Silence

“Silence does not mean that a person quits. It simply means that one doesn’t want to argue with people who just don’t want to understand.”

I don’t know how many have heard of the Simon and Garfunkel song “The Sound of Silence”. It’s lyrics start off with:

Hello darkness, my old friend

I’ve come to talk with you again

Because a vision softly creeping

Left it’s seed while I was sleeping

And the vision that was planted in my brain

Still remains

Within the sound of silence.

The lyrics of the whole song are disturbing and yet relevant at the same time. It’s about the inability of people to communicate emotionally. Written by Paul Simon almost the same time as the assassination of JFK in 1964, the song was a dismal failure in the initial debut, which became a hit after the second and third versions were released.

Silence is a haunting and eerie emotion because one cannot understand its meaning. Similar to the music of Simon and Garfunkel, silence is a confusing state.

Silence is at times attributed to weakness. There are those who prefer to stay silent in order to avoid problems.
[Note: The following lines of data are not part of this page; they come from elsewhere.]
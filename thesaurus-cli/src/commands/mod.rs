pub mod concepts;
pub mod labels;
pub mod lcs;
pub mod load;
pub mod matrix;
pub mod outdated;
pub mod similarity;

use crate::config::ThesaurusConfig;
use crate::error::{CliError, CliResult};
use std::path::{Path, PathBuf};
use thesaurus_core::{ConceptId, Taxonomy};

/// Resolve the snapshot path and require the file to exist.
pub(crate) fn require_snapshot(config: &ThesaurusConfig, flag: Option<&Path>) -> CliResult<PathBuf> {
    let path = config
        .snapshot_path(flag)
        .ok_or(CliError::NoSnapshot(None))?;
    if !path.is_file() {
        return Err(CliError::NoSnapshot(Some(path.display().to_string())));
    }
    Ok(path)
}

/// Load the frozen taxonomy from the configured snapshot.
pub(crate) fn open_snapshot(config: &ThesaurusConfig, flag: Option<&Path>) -> CliResult<Taxonomy> {
    let path = require_snapshot(config, flag)?;
    Ok(thesaurus_core::load_snapshot(&path, config.taxonomy.clone())?)
}

pub(crate) fn resolve(t: &Taxonomy, iri: &str) -> CliResult<ConceptId> {
    t.id(iri)
        .filter(|&id| t.is_concept(id))
        .ok_or_else(|| CliError::NotFound(format!("concept '{iri}' not found")))
}
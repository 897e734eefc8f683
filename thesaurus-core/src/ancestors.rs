//! Ancestor closures and least-common-subsumer resolution
//!
//! Ancestor sets are true set unions over every upward path, so a concept
//! with several broader concepts (DAG) gets all of them. Each closure is
//! computed on first access and kept for the lifetime of the frozen
//! [`Taxonomy`]; the hierarchy cannot change while the memo is alive.

use crate::concept::ConceptId;
use crate::taxonomy::Taxonomy;
use once_cell::sync::OnceCell;
use rustc_hash::FxHashSet;
use std::sync::Arc;

/// Lazily filled closure table, one slot per node.
#[derive(Debug)]
pub(crate) struct AncestorMemo {
    slots: Vec<OnceCell<Arc<[ConceptId]>>>,
}

impl AncestorMemo {
    pub fn new(len: usize) -> Self {
        Self {
            slots: (0..len).map(|_| OnceCell::new()).collect(),
        }
    }

    /// Number of closures computed so far
    pub fn computed(&self) -> usize {
        self.slots.iter().filter(|s| s.get().is_some()).count()
    }
}

/// Least common subsumer of a concept pair
#[derive(Clone, Copy, Debug, PartialEq)]
pub struct Lcs {
    pub concept: ConceptId,
    /// Cumulative frequency of `concept`; `f64::INFINITY` when the pair has no
    /// common ancestor and `concept` is the root fallback
    pub frequency: f64,
}

impl Taxonomy {
    /// All ancestors of `id` over broader edges, excluding `id` itself, sorted
    /// by id.
    pub fn ancestors(&self, id: ConceptId) -> Arc<[ConceptId]> {
        self.ancestors.slots[id.index()]
            .get_or_init(|| self.compute_ancestors(id))
            .clone()
    }

    /// True if `ancestor` is reachable from `id` over broader edges
    pub fn is_ancestor(&self, ancestor: ConceptId, id: ConceptId) -> bool {
        self.ancestors(id).binary_search(&ancestor).is_ok()
    }

    /// Ancestors of `id` plus `id` itself
    pub fn ancestors_or_self(&self, id: ConceptId) -> Vec<ConceptId> {
        let ancestors = self.ancestors(id);
        let mut out = Vec::with_capacity(ancestors.len() + 1);
        out.extend_from_slice(&ancestors);
        if let Err(pos) = out.binary_search(&id) {
            out.insert(pos, id);
        }
        out
    }

    /// Number of ancestor closures memoized so far
    pub fn memoized_ancestor_sets(&self) -> usize {
        self.ancestors.computed()
    }

    fn compute_ancestors(&self, start: ConceptId) -> Arc<[ConceptId]> {
        let mut visited: FxHashSet<ConceptId> = FxHashSet::default();
        let mut stack: Vec<ConceptId> = Vec::new();

        // Start is excluded even when a cycle leads back to it
        visited.insert(start);
        stack.extend_from_slice(self.broader(start));

        let mut result = Vec::new();
        while let Some(current) = stack.pop() {
            if !visited.insert(current) {
                continue;
            }
            result.push(current);
            stack.extend_from_slice(self.broader(current));
        }
        result.sort_unstable();
        result.into()
    }

    /// Least common subsumer of `a` and `b`.
    ///
    /// - `a == b`: `a` itself.
    /// - one is an ancestor of the other: the ancestor.
    /// - otherwise: the shared ancestor with the minimum cumulative frequency.
    ///   On ties any other shared ancestor beats the root, then the lowest id
    ///   wins. With no shared ancestor the root is returned with infinite
    ///   frequency.
    pub fn lcs(&self, a: ConceptId, b: ConceptId) -> Lcs {
        if a == b {
            return Lcs {
                concept: a,
                frequency: self.cumulative_frequency(a),
            };
        }

        let ancestors_a = self.ancestors(a);
        let ancestors_b = self.ancestors(b);

        if ancestors_b.binary_search(&a).is_ok() {
            return Lcs {
                concept: a,
                frequency: self.cumulative_frequency(a),
            };
        }
        if ancestors_a.binary_search(&b).is_ok() {
            return Lcs {
                concept: b,
                frequency: self.cumulative_frequency(b),
            };
        }

        let mut best = Lcs {
            concept: self.root,
            frequency: f64::INFINITY,
        };
        let mut found = false;
        for common in sorted_intersection(&ancestors_a, &ancestors_b) {
            let frequency = self.cumulative_frequency(common);
            let better = !found
                || frequency < best.frequency
                || (frequency == best.frequency && best.concept == self.root);
            if better {
                best = Lcs {
                    concept: common,
                    frequency,
                };
                found = true;
            }
        }
        best
    }
}

/// Merge-intersect two sorted id slices
fn sorted_intersection<'a>(
    left: &'a [ConceptId],
    right: &'a [ConceptId],
) -> impl Iterator<Item = ConceptId> + 'a {
    let mut i = 0;
    let mut j = 0;
    std::iter::from_fn(move || {
        while i < left.len() && j < right.len() {
            match left[i].cmp(&right[j]) {
                std::cmp::Ordering::Less => i += 1,
                std::cmp::Ordering::Greater => j += 1,
                std::cmp::Ordering::Equal => {
                    let hit = left[i];
                    i += 1;
                    j += 1;
                    return Some(hit);
                }
            }
        }
        None
    })
}
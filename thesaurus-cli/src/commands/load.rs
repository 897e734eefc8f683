use crate::config::ThesaurusConfig;
use crate::error::{CliError, CliResult};
use colored::Colorize;
use std::path::Path;
use thesaurus_core::{load_taxonomy, FileFrequencySource, FileTaxonomySource, FrequencySource, LoadOptions};

pub fn run(
    taxonomy: &Path,
    frequencies: Option<&Path>,
    refresh: bool,
    snapshot_flag: Option<&Path>,
    config: &ThesaurusConfig,
) -> CliResult<()> {
    let snapshot = config.snapshot_path(snapshot_flag);
    if refresh && snapshot.is_none() {
        return Err(CliError::Usage(
            "--refresh needs a snapshot to replace (pass --snapshot <path> or set [paths] snapshot)"
                .to_string(),
        ));
    }
    let opts = LoadOptions {
        snapshot: snapshot.as_deref(),
        refresh,
        config: config.taxonomy.clone(),
    };

    let taxonomy_source = FileTaxonomySource::new(taxonomy);
    let frequency_source = frequencies.map(FileFrequencySource::new);
    let t = load_taxonomy(
        &opts,
        &taxonomy_source,
        frequency_source.as_ref().map(|s| s as &dyn FrequencySource),
    )?;

    let concepts = t.all_concepts().len();
    println!(
        "Loaded {} concepts ({} leaves, {} top concepts)",
        concepts.to_string().bold(),
        t.leaves().len(),
        t.top_concepts().len()
    );
    println!("Root frequency: {}", t.cumulative_frequency(t.root()));
    if let Some(path) = &snapshot {
        println!("Snapshot: {}", path.display());
    }
    Ok(())
}
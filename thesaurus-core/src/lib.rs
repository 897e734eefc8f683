//! # Thesaurus Core
//!
//! Semantic similarity over a SKOS concept hierarchy.
//!
//! This crate provides:
//! - A taxonomy store with an explicit build-then-query split
//!   ([`TaxonomyBuilder`] -> [`Taxonomy`])
//! - Memoized ancestor closures and least-common-subsumer resolution
//! - Frequency aggregation, either additive (observed occurrence counts) or
//!   structural (descendant counts)
//! - Lin information-content similarity
//! - JSON-LD snapshot reading/writing and the collaborator traits used to
//!   fetch taxonomies and frequencies
//!
//! ## Example
//!
//! ```
//! use thesaurus_core::{TaxonomyBuilder, TaxonomyConfig};
//!
//! let mut builder = TaxonomyBuilder::new(TaxonomyConfig::default());
//! builder.add_path([("ex:A", "A"), ("ex:A1", "A1")]);
//! builder.add_path([("ex:B", "B")]);
//! let mut taxonomy = builder.build();
//!
//! let a1 = taxonomy.id("ex:A1").unwrap();
//! let b = taxonomy.id("ex:B").unwrap();
//! taxonomy.add_frequencies(a1, 4.0, None);
//! taxonomy.add_frequencies(b, 6.0, None);
//!
//! assert_eq!(taxonomy.lin_similarity(a1, b).unwrap(), 0.0);
//! assert!(taxonomy.similarity_by_iri("ex:A1", "ex:A").unwrap() > 0.0);
//! ```

pub mod ancestors;
pub mod concept;
pub mod config;
pub mod error;
pub mod frequency;
pub mod loader;
pub mod ranking;
pub mod similarity;
pub mod snapshot;
pub mod source;
pub mod taxonomy;

pub use ancestors::Lcs;
pub use concept::{ConceptId, ConceptLabels, Label, LabelKind};
pub use config::TaxonomyConfig;
pub use error::{Error, Result};
pub use frequency::IngestSummary;
pub use loader::{load_taxonomy, query_taxonomy, LoadOptions};
pub use ranking::{importance_ranking, CentralityRanker, LabelGraph, RankingMethod};
pub use snapshot::{load_snapshot, read_document, save_snapshot, write_document};
pub use source::{
    check_outdated, ConceptFrequency, FileFrequencySource, FileHistorySource, FileTaxonomySource,
    FrequencySource, HistoryEvent, HistorySource, TaxonomySource,
};
pub use taxonomy::{Taxonomy, TaxonomyBuilder};
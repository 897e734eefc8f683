//! Lin information-content similarity
//!
//! `sim(a, b) = 2 * ln(p(lcs)) / (ln(p(a)) + ln(p(b)))` where `p(c)` is the
//! cumulative frequency of `c` divided by the cumulative frequency of the
//! root.

use crate::ancestors::Lcs;
use crate::concept::ConceptId;
use crate::error::{Error, Result};
use crate::taxonomy::Taxonomy;

impl Taxonomy {
    /// Lin similarity of `a` and `b`, in `[0, 1]`.
    ///
    /// Identical concepts score 1. Pairs whose least common subsumer is the
    /// root score 0. A pair where both concepts are as frequent as the root
    /// scores 1. Any result outside `[0, 1]` means an ancestor has a lower
    /// cumulative frequency than one of its descendants and is reported as
    /// [`Error::SimilarityOutOfRange`].
    pub fn lin_similarity(&self, a: ConceptId, b: ConceptId) -> Result<f64> {
        if a == b {
            return Ok(1.0);
        }

        let Lcs {
            concept: lcs,
            frequency: lcs_freq,
        } = self.lcs(a, b);
        if lcs == self.root {
            return Ok(0.0);
        }

        let top_freq = self.cumulative_frequency(self.root);
        let p1 = (self.cumulative_frequency(a) / top_freq).ln();
        let p2 = (self.cumulative_frequency(b) / top_freq).ln();
        let p_lcs = (lcs_freq / top_freq).ln();

        if p1 + p2 == 0.0 {
            return Ok(1.0);
        }

        let score = 2.0 * p_lcs / (p1 + p2);
        if !(0.0..=1.0).contains(&score) {
            return Err(Error::SimilarityOutOfRange {
                a: self.iri(a).to_string(),
                b: self.iri(b).to_string(),
                lcs: self.iri(lcs).to_string(),
                score,
            });
        }
        Ok(score)
    }

    /// [`lin_similarity`](Self::lin_similarity) addressed by IRI
    pub fn similarity_by_iri(&self, a: &str, b: &str) -> Result<f64> {
        let a = self.id(a).ok_or_else(|| Error::unknown_concept(a))?;
        let b = self.id(b).ok_or_else(|| Error::unknown_concept(b))?;
        self.lin_similarity(a, b)
    }
}

#[cfg(test)]
mod tests {
    use super::*;
    use crate::{TaxonomyBuilder, TaxonomyConfig};

    /// `:T -> A -> A1`, `:T -> B` with A1=4, B=6 propagated
    fn scenario() -> Taxonomy {
        let mut b = TaxonomyBuilder::new(TaxonomyConfig::default());
        b.add_path([("A", "A"), ("A1", "A1")]);
        b.add_path([("B", "B")]);
        let mut t = b.build();
        let a1 = t.id("A1").unwrap();
        let bb = t.id("B").unwrap();
        t.add_frequencies(a1, 4.0, None);
        t.add_frequencies(bb, 6.0, None);
        t
    }

    #[test]
    fn test_identity_is_one() {
        let t = scenario();
        for id in t.all_concepts() {
            assert_eq!(t.lin_similarity(id, id).unwrap(), 1.0);
        }
    }

    #[test]
    fn test_cross_branch_is_zero() {
        let t = scenario();
        assert_eq!(t.similarity_by_iri("A1", "B").unwrap(), 0.0);
    }

    #[test]
    fn test_same_branch_beats_cross_branch() {
        let t = scenario();
        let same = t.similarity_by_iri("A1", "A").unwrap();
        let cross = t.similarity_by_iri("A1", "B").unwrap();
        assert!(same > 0.0 && same <= 1.0);
        assert!(same > cross);
    }

    #[test]
    fn test_symmetry_and_range() {
        let t = scenario();
        let ids: Vec<ConceptId> = t.all_concepts().into_iter().collect();
        for &a in &ids {
            for &b in &ids {
                let ab = t.lin_similarity(a, b).unwrap();
                let ba = t.lin_similarity(b, a).unwrap();
                assert_eq!(ab, ba);
                assert!((0.0..=1.0).contains(&ab));
            }
        }
    }

    #[test]
    fn test_intermediate_value() {
        // :T(10) -> A(8) -> {A1(4), A2(4)}
        let mut b = TaxonomyBuilder::new(TaxonomyConfig::default());
        b.add_path([("A", "A"), ("A1", "A1")]);
        b.add_path([("A", "A"), ("A2", "A2")]);
        b.add_path([("B", "B")]);
        let mut t = b.build();
        for (iri, n) in [("A1", 4.0), ("A2", 4.0), ("B", 2.0)] {
            let id = t.id(iri).unwrap();
            t.add_frequencies(id, n, None);
        }
        let got = t.similarity_by_iri("A1", "A2").unwrap();
        let expected = 2.0 * (0.8f64).ln() / (2.0 * (0.4f64).ln());
        assert!((got - expected).abs() < 1e-12);
    }

    #[test]
    fn test_degenerate_frequencies_score_one() {
        // Nothing annotated: every frequency equals the default, as does the root
        let mut b = TaxonomyBuilder::new(TaxonomyConfig::default());
        b.add_path([("A", "A"), ("A1", "A1")]);
        b.add_path([("A", "A"), ("A2", "A2")]);
        let t = b.build();
        assert_eq!(t.similarity_by_iri("A1", "A2").unwrap(), 1.0);
    }

    #[test]
    fn test_non_monotone_frequencies_are_an_error() {
        let mut b = TaxonomyBuilder::new(TaxonomyConfig::default());
        b.add_path([("A", "A"), ("A1", "A1")]);
        b.add_path([("A", "A"), ("A2", "A2")]);
        b.set_cumulative_frequency(":T", 100.0);
        b.set_cumulative_frequency("A", 1.0);
        b.set_cumulative_frequency("A1", 50.0);
        b.set_cumulative_frequency("A2", 50.0);
        let t = b.build();
        let err = t.similarity_by_iri("A1", "A2").unwrap_err();
        assert!(matches!(err, Error::SimilarityOutOfRange { .. }));
    }

    #[test]
    fn test_unknown_iri() {
        let t = scenario();
        let err = t.similarity_by_iri("A1", "nope").unwrap_err();
        assert!(matches!(err, Error::UnknownConcept(ref iri) if iri == "nope"));
    }
}
use colored::Colorize;
use std::fmt;
use std::process;

/// Exit codes for the CLI.
pub const EXIT_ERROR: i32 = 1;
pub const EXIT_USAGE: i32 = 2;

/// Unified error type for CLI operations.
pub enum CliError {
    /// Taxonomy, frequency or similarity failure
    Core(thesaurus_core::Error),
    /// Matrix build or cache failure
    Matrix(thesaurus_matrix::MatrixError),
    /// Configuration file issues.
    Config(String),
    /// Bad file path, unreadable input, parse failure.
    Input(String),
    /// Concept not present in the taxonomy.
    NotFound(String),
    /// No snapshot configured or the snapshot file is missing.
    NoSnapshot(Option<String>),
    /// Argument / usage errors.
    Usage(String),
}

impl fmt::Display for CliError {
    fn fmt(&self, f: &mut fmt::Formatter<'_>) -> fmt::Result {
        match self {
            CliError::Core(e) => write!(f, "{} {e}", "error:".red().bold()),
            CliError::Matrix(e) => write!(f, "{} {e}", "error:".red().bold()),
            CliError::Config(msg) => write!(f, "{} {msg}", "error:".red().bold()),
            CliError::Input(msg) => write!(f, "{} {msg}", "error:".red().bold()),
            CliError::NotFound(msg) => write!(f, "{} {msg}", "error:".red().bold()),
            CliError::NoSnapshot(None) => write!(
                f,
                "{} no taxonomy snapshot configured\n  {} pass --snapshot <path> or set [paths] snapshot in thesaurus.toml",
                "error:".red().bold(),
                "help:".cyan().bold(),
            ),
            CliError::NoSnapshot(Some(path)) => write!(
                f,
                "{} taxonomy snapshot not found: {path}\n  {} run 'thesaurus load --taxonomy <file>' to create it",
                "error:".red().bold(),
                "help:".cyan().bold(),
            ),
            CliError::Usage(msg) => write!(f, "{} {msg}", "error:".red().bold()),
        }
    }
}

impl fmt::Debug for CliError {
    fn fmt(&self, f: &mut fmt::Formatter<'_>) -> fmt::Result {
        fmt::Display::fmt(self, f)
    }
}

impl From<thesaurus_core::Error> for CliError {
    fn from(e: thesaurus_core::Error) -> Self {
        match e {
            thesaurus_core::Error::UnknownConcept(iri) => {
                CliError::NotFound(format!("concept '{iri}' not found"))
            }
            other => CliError::Core(other),
        }
    }
}

impl From<thesaurus_matrix::MatrixError> for CliError {
    fn from(e: thesaurus_matrix::MatrixError) -> Self {
        match e {
            thesaurus_matrix::MatrixError::Core(inner) => inner.into(),
            other => CliError::Matrix(other),
        }
    }
}

impl From<std::io::Error> for CliError {
    fn from(e: std::io::Error) -> Self {
        CliError::Input(e.to_string())
    }
}

impl From<serde_json::Error> for CliError {
    fn from(e: serde_json::Error) -> Self {
        CliError::Input(format!("JSON error: {e}"))
    }
}

impl From<toml::de::Error> for CliError {
    fn from(e: toml::de::Error) -> Self {
        CliError::Config(format!("invalid config: {e}"))
    }
}

/// Print error and exit with the appropriate code.
pub fn exit_with_error(err: CliError) -> ! {
    eprintln!("{err}");
    let code = match &err {
        CliError::Usage(_) => EXIT_USAGE,
        _ => EXIT_ERROR,
    };
    process::exit(code)
}

pub type CliResult<T> = std::result::Result<T, CliError>;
But their silence should be taken with apprehension because it’s the shallow water that plans big moves. Remember, the noisy ones are always predictable.

“…my silence means I have adapted to the changes in my life and I don’t want to complain. My silence means I’m on a self-healing process and I’m trying to forget everything that has hurt me. My silence means I am just trying to move on gracefully with all my dignity…”

Strength through vulnerability

I was watching a delayed episode of America’s Got Talent season 12 where the artist Seal was a guest judge. One of the contestants was Kechi Okwuchi, who in 2005 and was 16 years old at that time, was one of two survivors of a plane crash in Nigeria traveling between Abuja and Port Harcourt. The plane crash landed in Port Harcourt, killing 107 passengers and crew. Since then, she had over 100 surgeries to treat her burns and injuries. Ever since that fateful day, music became her daily companion. After her performance, she received a standing ovation from the judges and Seal had said that his daily mantra was “strength through vulnerability”.

I share her story because I believe that we can somehow all relate to this. We are all broken in some form. And the story of Kechi is the story of our weakest moments in our lives. The resilience and strength to fight back in spite of the odds serve as an inspiring story for many of us who have fallen and have difficulty in rising from that fall.

Change and chances are given to us unlimitedly. Saying that we don’t have time to improve our thoughts and our lives is like saying we don’t have time to stop for gas because we’re too busy driving. Eventually the situation will catch up with us.

They say that sometimes we don’t realize our own strength until someone tries to take advantage of our weaknesses. When we are at our lowest points in our lives and you have someone take advantage of that situation, that vulnerability, one cannot help but feel angry or sorry or sad or all of the above.

Brené Brown summarizes what I believe vulnerability is.

Vulnerability is not winning or losing. It’s having the courage to show up and be seen when we have no control over the outcome. Vulnerability is not weakness. It’s our greatest measure of courage.

And forgiveness is part of the process of strengthening ourselves. After all, when one forgives, two souls are set free.

Of betrayals and forgiveness

Nothing hurts more than being betrayed by the single person you thought would never hurt you.

Whether it’s someone in your family, your friend, your better half, your colleague or your business associate, betrayal is an act that’s difficult to forgive. It is natural to be angry, especially when the boundaries on issues of trust have been crossed.

The pain of betrayal changes people in an incomprehensible way. Betrayal is abusive and destructive. People end up blaming themselves for entrusting their feelings to someone. When the vulnerability is ripped apart, a feeling of being violated slices through the core. The hurt is deep and difficult to mend. It’s because that the moral fiber of every relationship is built on trust.

Love grows where trust is laid, and love dies where trust is betrayed”

How do you move on after a betrayal?

It’s difficult. But achievable. Every process of pain requires a healing period. There is no overnight cure. It’s not easy to “forgive and forget”. Those two words are immature thoughts learned during our childhood years. How do you say to someone “I forgive you for betraying me”?

I can only surmise that the one person who has ever said that, was nailed to the cross 2000 years ago by those who betrayed Him.

And there is no greater pain felt than one in a betrayal.

Forgiveness does not come easy. More often than not, the one that was betrayed has difficulty in moving on. It’s a vicious cycle of anger, hate, and wallowing in misery. It’s unproductive and unhealthy both physically and emotionally.

I get it. There is pain. And the pain is deep. But I also said that there’s a grace period called healing. And healing only begins when we learn the art of forgiveness. No, not the the kind that says “it’s alright for hurting me”. Because it’s never alright. It’s the one that says, “I forgive myself from allowing you to hurt me all this time, because I love my life, because I deserve better, because I have crumbled and fallen and will pick up the pieces from where you left me.” It’s that one where you learn to forgive yourself.

We forgive not because they deserve to be forgiven, but because you don’t want to suffer and hurt yourself every time you remember what they did to you. Forgiveness is mental healing and the final act to loving yourself.”